Innsbruck - Eine umfangreiche Studie über das Münz- und Geldwesen im mittelalterlichen Tirol ist am Freitagabend in der Burg Hasegg in Hall bei Innsbruck vorgestellt worden. Die Studie identifizierte unter anderem bisher unbekannte Münzprägestätten im mittelalterlichen Land am Inn.

"Münzgeschichte des alttirolischen Raumes im Mittelalter" ist der Titel des Werkes. Das Buch stellt den zweiten und abschließenden Band einer umfassenden Studie des Bozner Historikers Helmut Rizzolli über das mittelalterliche Geldwesen in Nord- und Südtirol und im Trentino dar. Laut Auskunft des Autors geht sein Werk deutlich über eine reine Münzkunde hinaus. "Es ist nicht nur eine Beschreibung, sondern auch eine Wirtschaftsgeschichte dieses Raumes im Mittelalter. Denn Münzgeschichte ist zugleich immer auch Wirtschaftsgeschichte", erklärte er.
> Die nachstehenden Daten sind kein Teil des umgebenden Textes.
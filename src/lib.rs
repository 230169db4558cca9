//! Verifiable execution system (VES)
//!
//! Compiles declarative op intents into chain-specific transaction intents
//! and drives each transaction through a signed, cumulatively countersigned
//! attestation lifecycle inside a session.

pub mod api;
pub mod attestation;
pub mod chain;
pub mod codec;
pub mod config;
pub mod error;
pub mod intent;
pub mod metrics;
pub mod session;
pub mod state;

pub use attestation::{Attestation, Content, SignatureEntry};
pub use error::{VesError, VesResult};
pub use intent::{IntentCompiler, OpIntentsDocument, TransactionIntents};
pub use session::{Session, SessionId, SessionRegistry, INVALID_SESSION};
pub use state::StateType;
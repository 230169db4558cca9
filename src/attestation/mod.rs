//! Attestations: signed, cumulatively countersigned lifecycle statements
//!
//! ```text
//! Attestation = [Content, Signatures]
//! Content     = [transaction (JSON bytes), state (1 byte), session id, transaction id]
//! Signatures  = [[signature, identity], ...]
//! ```
//!
//! Signature `i` covers the keccak-256 hash of `rlp([Content, Signatures[0..i]])`,
//! i.e. every earlier signature and never itself. Changing or reordering any
//! signature therefore invalidates every signature after it.

mod content;
mod signature;

pub use content::{Content, CONTENT_FIELDS};
pub use signature::{content_hash, recover_signer, SignatureEntry, SIGNATURE_LENGTH};

use crate::codec::{self, RlpItem};
use crate::error::{VesError, VesResult};

use ethers::signers::Signer;
use ethers::types::H256;
use tracing::{debug, warn};

/// Content plus its signature chain
#[derive(Debug, Clone, PartialEq)]
pub struct Attestation {
    content: Content,
    /// Content exactly as it is hashed and transmitted
    encoded_content: RlpItem,
    signatures: Vec<SignatureEntry>,
}

impl Attestation {
    /// Content with an empty signature chain, only ever signed before leaving
    fn unsigned(content: Content) -> VesResult<Self> {
        let encoded_content = content.encode()?;
        Ok(Self {
            content,
            encoded_content,
            signatures: Vec::new(),
        })
    }

    /// Hash of `[Content, []]`, the payload of the first signature
    pub fn initial_digest(content: &Content) -> VesResult<H256> {
        Ok(Self::unsigned(content.clone())?.hash())
    }

    /// Wrap content with a first signature produced elsewhere over
    /// [`Attestation::initial_digest`]
    pub fn from_signature(content: Content, first: SignatureEntry) -> VesResult<Self> {
        let mut atte = Self::unsigned(content)?;
        atte.signatures.push(first);
        Ok(atte)
    }

    /// Create and sign fresh content
    pub async fn create<S: Signer>(content: Content, signer: &S) -> VesResult<Self> {
        let mut atte = Self::unsigned(content)?;
        atte.sign_with(signer).await?;
        Ok(atte)
    }

    /// Parse wire bytes.
    ///
    /// Steps run in a fixed order: the top-level and content shapes are
    /// checked, the signature pairs are recovered while the content is still
    /// an undecoded item (per-slot digests are taken over those exact bytes),
    /// and only then are the content fields decoded. Signatures are not
    /// verified here; call [`Attestation::verify`].
    pub fn decode(bytes: &[u8]) -> VesResult<Self> {
        let item = codec::decode(bytes)?;
        let parts = item.expect_list(2, "attestation [Content, Signature]")?;
        let encoded_content = parts[0].clone();
        encoded_content.expect_list(CONTENT_FIELDS, "content [T, State, Sid, Tid]")?;

        // recover signatures first, against the undecoded content
        let raw_signatures = parts[1]
            .as_list()
            .ok_or_else(|| VesError::DecodeFail("signatures must be a list".to_string()))?;
        if raw_signatures.is_empty() {
            return Err(VesError::DecodeFail(
                "attestation carries no signatures".to_string(),
            ));
        }
        let signatures = raw_signatures
            .iter()
            .map(SignatureEntry::decode)
            .collect::<VesResult<Vec<_>>>()?;

        // then decode the content fields
        let content = Content::decode(&encoded_content)?;

        debug!(
            "Decoded attestation for session {} tx {} ({}) with {} signatures",
            content.session_id,
            content.transaction_id,
            content.state,
            signatures.len()
        );

        Ok(Self {
            content,
            encoded_content,
            signatures,
        })
    }

    pub fn content(&self) -> &Content {
        &self.content
    }

    pub fn signatures(&self) -> &[SignatureEntry] {
        &self.signatures
    }

    /// `rlp([Content, Signatures[0..count]])`
    fn encode_prefix(&self, count: usize) -> Vec<u8> {
        let signatures = self.signatures[..count]
            .iter()
            .map(|entry| entry.encoded().clone())
            .collect();
        codec::encode(&RlpItem::list(vec![
            self.encoded_content.clone(),
            RlpItem::list(signatures),
        ]))
    }

    /// Digest signature `index` is expected to cover
    pub fn digest_for(&self, index: usize) -> H256 {
        content_hash(&self.encode_prefix(index))
    }

    /// Full wire encoding
    pub fn encode(&self) -> Vec<u8> {
        self.encode_prefix(self.signatures.len())
    }

    /// keccak-256 of the full current encoding; the next signer signs this
    pub fn hash(&self) -> H256 {
        content_hash(&self.encode())
    }

    /// Digest covered by the latest signature
    pub fn prior_hash(&self) -> H256 {
        self.digest_for(self.signatures.len().saturating_sub(1))
    }

    /// Append one signature computed over [`Attestation::hash`] as it was
    /// before this call, and return the new encoding
    pub fn sign_and_encode(&mut self, entry: SignatureEntry) -> Vec<u8> {
        self.signatures.push(entry);
        self.encode()
    }

    /// Hash, sign with `signer`, append
    pub async fn sign_with<S: Signer>(&mut self, signer: &S) -> VesResult<Vec<u8>> {
        let digest = self.hash();
        let signature = signer
            .sign_message(digest.as_bytes())
            .await
            .map_err(|e| VesError::Signing(e.to_string()))?;
        Ok(self.sign_and_encode(SignatureEntry::new(signature, signer.address())))
    }

    /// Verify a single slot of the chain
    pub fn verify_signature(&self, index: usize) -> VesResult<()> {
        let entry = self.signatures.get(index).ok_or_else(|| {
            VesError::Internal(format!("no signature at slot {}", index))
        })?;
        entry.verify(index, self.digest_for(index))
    }

    /// Verify every signature in order
    pub fn verify(&self) -> VesResult<()> {
        if self.signatures.is_empty() {
            return Err(VesError::DecodeFail(
                "attestation carries no signatures".to_string(),
            ));
        }
        for index in 0..self.signatures.len() {
            if let Err(e) = self.verify_signature(index) {
                warn!(
                    "Attestation for session {} tx {} failed verification: {}",
                    self.content.session_id, self.content.transaction_id, e
                );
                crate::metrics::record_verification_failure();
                return Err(e);
            }
        }
        Ok(())
    }
}

#[cfg(test)]
mod tests {
    use super::*;
    use crate::state::StateType;
    use ethers::signers::LocalWallet;
    use ethers::types::Address;
    use serde_json::json;

    fn party_x() -> LocalWallet {
        "1234567812345678123456781234567812345678123456781234567812345678"
            .parse()
            .unwrap()
    }

    fn party_y() -> LocalWallet {
        "2345678923456789234567892345678923456789234567892345678923456789"
            .parse()
            .unwrap()
    }

    fn content() -> Content {
        Content::new(
            json!({"from": "0x12345678", "to": "0x87654321", "data": "..."}),
            StateType::Inited,
            2,
            3,
        )
    }

    async fn chain_of(len: usize) -> Attestation {
        let (x, y) = (party_x(), party_y());
        let mut atte = Attestation::create(content(), &x).await.unwrap();
        for i in 1..len {
            let signer = if i % 2 == 1 { &y } else { &x };
            atte.sign_with(signer).await.unwrap();
        }
        atte
    }

    #[tokio::test]
    async fn test_round_trip() {
        let atte = chain_of(3).await;
        let decoded = Attestation::decode(&atte.encode()).unwrap();
        assert_eq!(decoded, atte);
        assert_eq!(decoded.content(), &content());
        assert_eq!(decoded.signatures().len(), 3);
        assert_eq!(decoded.encode(), atte.encode());
    }

    #[tokio::test]
    async fn test_chain_verifies_after_each_append() {
        let (x, y) = (party_x(), party_y());
        let mut atte = Attestation::create(content(), &x).await.unwrap();
        atte.verify().unwrap();
        for signer in [&y, &x, &y] {
            let bytes = atte.sign_with(signer).await.unwrap();
            Attestation::decode(&bytes).unwrap().verify().unwrap();
        }
        assert_eq!(atte.signatures().len(), 4);
    }

    #[tokio::test]
    async fn test_first_signature_covers_empty_list() {
        let x = party_x();
        let digest = Attestation::initial_digest(&content()).unwrap();
        let signature = x.sign_message(digest.as_bytes()).await.unwrap();
        let atte =
            Attestation::from_signature(content(), SignatureEntry::new(signature, x.address()))
                .unwrap();
        atte.verify().unwrap();
        assert_eq!(atte.prior_hash(), digest);
        assert_eq!(atte, Attestation::create(content(), &x).await.unwrap());
    }

    #[tokio::test]
    async fn test_new_signature_signs_previous_hash() {
        let mut atte = chain_of(1).await;
        let before = atte.hash();
        atte.sign_with(&party_y()).await.unwrap();
        assert_eq!(atte.prior_hash(), before);
        assert_eq!(atte.digest_for(1), before);
    }

    #[tokio::test]
    async fn test_tampered_signature_breaks_suffix() {
        let atte = chain_of(4).await;
        let mut bytes = atte.encode();
        // flip one byte of signature 1's `r` inside the wire encoding
        let sig = atte.signatures()[1].signature.to_vec();
        let pos = bytes
            .windows(sig.len())
            .position(|w| w == sig.as_slice())
            .unwrap();
        bytes[pos + 5] ^= 0x01;

        let tampered = Attestation::decode(&bytes).unwrap();
        assert!(tampered.verify_signature(0).is_ok());
        for index in 1..4 {
            assert!(
                tampered.verify_signature(index).is_err(),
                "signature {} should fail",
                index
            );
        }
        assert!(tampered.verify().is_err());
    }

    #[tokio::test]
    async fn test_reordered_signatures_fail() {
        let atte = chain_of(3).await;
        let mut swapped = atte.clone();
        swapped.signatures.swap(1, 2);
        assert!(swapped.verify_signature(0).is_ok());
        assert!(swapped.verify_signature(1).is_err());
        assert!(swapped.verify_signature(2).is_err());
    }

    #[tokio::test]
    async fn test_slot_signed_over_wrong_prefix() {
        let (x, y) = (party_x(), party_y());
        let mut atte = Attestation::create(content(), &x).await.unwrap();
        // y signs the content alone instead of [Content, Signatures[0..0]]
        let wrong = Attestation::initial_digest(&content()).unwrap();
        let signature = y.sign_message(wrong.as_bytes()).await.unwrap();
        atte.sign_and_encode(SignatureEntry::new(signature, y.address()));

        let decoded = Attestation::decode(&atte.encode()).unwrap();
        assert!(decoded.verify_signature(0).is_ok());
        assert!(matches!(
            decoded.verify(),
            Err(VesError::Verification { index: 1, .. })
        ));
    }

    #[tokio::test]
    async fn test_claimed_identity_mismatch() {
        let x = party_x();
        let digest = Attestation::initial_digest(&content()).unwrap();
        let signature = x.sign_message(digest.as_bytes()).await.unwrap();
        let atte = Attestation::from_signature(
            content(),
            SignatureEntry::new(signature, Address::repeat_byte(0x11)),
        )
        .unwrap();
        assert!(matches!(
            atte.verify(),
            Err(VesError::Verification { index: 0, .. })
        ));
    }

    #[test]
    fn test_three_element_top_level_rejected() {
        let content = content().encode().unwrap();
        let item = RlpItem::list(vec![content, RlpItem::list(Vec::new()), RlpItem::bytes(vec![1])]);
        assert!(matches!(
            Attestation::decode(&codec::encode(&item)),
            Err(VesError::DecodeFail(_))
        ));
    }

    #[tokio::test]
    async fn test_three_field_content_rejected() {
        let atte = chain_of(1).await;
        let fields = atte.encoded_content.as_list().unwrap()[..3].to_vec();
        let item = RlpItem::list(vec![
            RlpItem::list(fields),
            RlpItem::list(vec![atte.signatures()[0].encoded().clone()]),
        ]);
        assert!(matches!(
            Attestation::decode(&codec::encode(&item)),
            Err(VesError::DecodeFail(_))
        ));
    }

    #[test]
    fn test_empty_signature_list_rejected() {
        let item = RlpItem::list(vec![content().encode().unwrap(), RlpItem::list(Vec::new())]);
        assert!(matches!(
            Attestation::decode(&codec::encode(&item)),
            Err(VesError::DecodeFail(_))
        ));
    }

    #[tokio::test]
    async fn test_new_state_restarts_chain() {
        let x = party_x();
        let inited = chain_of(2).await;
        let open = Attestation::create(inited.content().with_state(StateType::Open), &x)
            .await
            .unwrap();
        assert_eq!(open.signatures().len(), 1);
        assert_ne!(open.hash(), inited.hash());
        assert_eq!(open.content().transaction, inited.content().transaction);
    }
}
Auf mehr als 600 Seiten gibt der Historiker einen Überblick über alle aus Tirol stammenden Prägungen, die Münzstätten und ihre Geschichte sowie die ökonomischen Hintergründe des mittelalterlichen Geldwesens der Region. Dazu hat der Autor zahlreiche noch unveröffentlichte schriftliche Quellen ausgewertet und tausende Münzen - häufig aus archäologischen Funden - gesichtet und bestimmt. Zahlreiche Stücke werden in Rizzollis "Münzgeschichte" zum ersten Mal wissenschaftlich beschrieben.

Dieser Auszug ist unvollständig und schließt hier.